Ce qui m’aide sans doute à ne pas le vivre avec difficulté, c’est que je n’oublie jamais que mon objectif, ce n’est pas d’empêcher ces personnes de mourir mais de les accompagner au mieux de mes moyens jusqu’à l’issue fatale de leur maladie. Quand le décès a pu se passer dans des conditions sereines et sans douleur, avec le meilleur accompagnement possible, mon objectif est atteint. Malheureusement, le décès c’est l’issue inévitable sur laquelle je n’ai pas d’emprise et je ne cherche pas à en avoir non plus.
Mon objectif n’est pas d’empêcher ces personnes de mourir mais de les accompagner au mieux jusqu’à l’issue fatale de leur maladie
Petits Frères des Pauvres : vous brossez le portrait de Marie, une dame isolée qui a perdu le contact avec son fils. Les Petits Frères des Pauvres luttent justement contre l’isolement des personnes âgées, notamment dans les services de soins palliatifs où nos bénévoles proposent des visites à tous les patients hospitalisés ainsi qu’à domicile.

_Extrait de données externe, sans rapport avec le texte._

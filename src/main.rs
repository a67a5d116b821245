// src/main.rs
use clap::Parser;
use nannou::prelude::*;
use std::fs;
use std::path::{Path, PathBuf};

use turtledraw::{
    config::Config,
    controllers::DrawController,
    error::{Error, LoadError, Result},
    models::Document,
    render::{replay, CodeGenSink, DrawSink, ImmediateSink},
    services::svg::load_document,
};

#[derive(Parser, Debug)]
#[command(name = "turtledraw", version, about = "Draws SVG paths with a turtle pen")]
struct Cli {
    /// Write Scheme turtle code instead of drawing in a window
    #[arg(short, long)]
    scheme: bool,

    /// Config file (defaults to config.toml next to the binary, then ./config.toml)
    #[arg(long, value_name = "FILE")]
    config: Option<PathBuf>,

    /// Directory for generated code, overriding [output] directory
    #[arg(long, value_name = "DIR")]
    output: Option<PathBuf>,

    /// SVG file, JSON document, or previously generated .scm code to replay
    input: PathBuf,
}

struct Model {
    sink: ImmediateSink,
}

fn main() {
    env_logger::Builder::from_env(env_logger::Env::default().default_filter_or("info")).init();

    let cli = Cli::parse();
    if cli.scheme {
        if let Err(e) = generate(&cli) {
            log::error!("{}", e);
            std::process::exit(1);
        }
        return;
    }

    nannou::app(model).run();
}

fn load(cli: &Cli) -> Result<(Config, Document)> {
    let config = match &cli.config {
        Some(path) => Config::load_from(path)?,
        None => Config::load()?,
    };
    let document = load_document(&cli.input)?;
    log::info!(
        "Loaded {} ({} top-level groups)",
        cli.input.display(),
        document.group_count()
    );
    Ok((config, document))
}

fn output_path(cli: &Cli, config: &Config) -> Result<PathBuf> {
    let dir = cli
        .output
        .clone()
        .unwrap_or_else(|| config.resolve_output_dir());
    fs::create_dir_all(&dir).map_err(|source| Error::OutputDir {
        path: dir.clone(),
        source,
    })?;
    let stem = cli
        .input
        .file_stem()
        .map(|s| s.to_string_lossy().into_owned())
        .unwrap_or_else(|| "out".to_string());
    Ok(dir.join(format!("{}.scm", stem)))
}

fn generate(cli: &Cli) -> Result<()> {
    let (config, document) = load(cli)?;
    let controller = DrawController::new(&config, &document)?;
    let path = output_path(cli, &config)?;

    let mut sink = CodeGenSink::create(&path, config.output.precision)?;
    let summary = controller.run(&document, &mut sink)?;
    println!("[+] Generated {} ({} lines)", path.display(), sink.lines_written());
    println!("    {}", summary);
    Ok(())
}

fn is_generated_code(path: &Path) -> bool {
    path.extension()
        .and_then(|e| e.to_str())
        .is_some_and(|e| e.eq_ignore_ascii_case("scm"))
}

// previously generated code is replayed rather than re-interpreted
fn replay_code(cli: &Cli) -> Result<(Config, ImmediateSink)> {
    let config = match &cli.config {
        Some(path) => Config::load_from(path)?,
        None => Config::load()?,
    };
    let source = fs::read_to_string(&cli.input).map_err(|source| LoadError::Io {
        path: cli.input.clone(),
        source,
    })?;
    let mut sink = ImmediateSink::new(config.drawing.pen_width);
    let calls = replay(&source, &mut sink)?;
    sink.finish()?;
    println!("[+] Replayed {} calls from {}", calls, cli.input.display());
    Ok((config, sink))
}

fn draw_immediately(cli: &Cli) -> Result<(Config, ImmediateSink)> {
    if is_generated_code(&cli.input) {
        return replay_code(cli);
    }
    let (config, document) = load(cli)?;
    let controller = DrawController::new(&config, &document)?;
    let mut sink = ImmediateSink::new(config.drawing.pen_width);
    let summary = controller.run(&document, &mut sink)?;
    println!("[+] Drawing complete: {}", summary);
    Ok((config, sink))
}

fn model(app: &App) -> Model {
    // nannou builds the model without arguments, so the CLI is read again here
    let cli = Cli::parse();
    let (config, sink) = match draw_immediately(&cli) {
        Ok(result) => result,
        Err(e) => {
            log::error!("{}", e);
            std::process::exit(1);
        }
    };

    let title = format!("turtledraw - {}", cli.input.display());
    if let Err(e) = app
        .new_window()
        .title(title)
        .size(config.window.width, config.window.height)
        .view(view)
        .build()
    {
        log::error!("Failed to open window: {:?}", e);
        std::process::exit(1);
    }

    Model { sink }
}

fn view(app: &App, model: &Model, frame: Frame) {
    let draw = app.draw();
    draw.background().color(WHITE);
    model.sink.draw(&draw);
    if let Err(e) = draw.to_frame(app, &frame) {
        log::error!("Failed to render frame: {:?}", e);
    }
}
pub mod config_load;
pub mod config_types;

pub use config_load::Config;
pub use config_types::{
    BezierKind, CanvasConfig, DrawingConfig, InterleaveAlignment, OutputConfig, RefreshConfig,
    RefreshUnit, TessellationConfig, TraversalConfig, TraversalMode, WindowConfig,
};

Sa situation vous a-t-elle touchée ?
L’Homme étoilé : Marie, c’est une histoire que j’ai longtemps hésité à raconter parce que ce n’est pas évident de reconnaître qu’on a du mal à accompagner, à soigner… Mais finalement j’ai compris que ce n’était pas la personne en elle-même qui était source de difficultés mais plutôt ce à quoi elle me renvoyait. Marie, son isolement ne m’est pas apparu évident mais il faut dire que je ne lui accordais pas non plus l’opportunité d’en discuter avec moi parce que je limitais vraiment mes passages en chambre à l’essentiel. Ce qui me perturbait beaucoup dans cette histoire au départ, c’est que je ressentais qu’elle avait énormément de sympathie pour moi et je ne me l’expliquais pas trop parce que, moi, justement j’éprouvais beaucoup d’aversion pour elle.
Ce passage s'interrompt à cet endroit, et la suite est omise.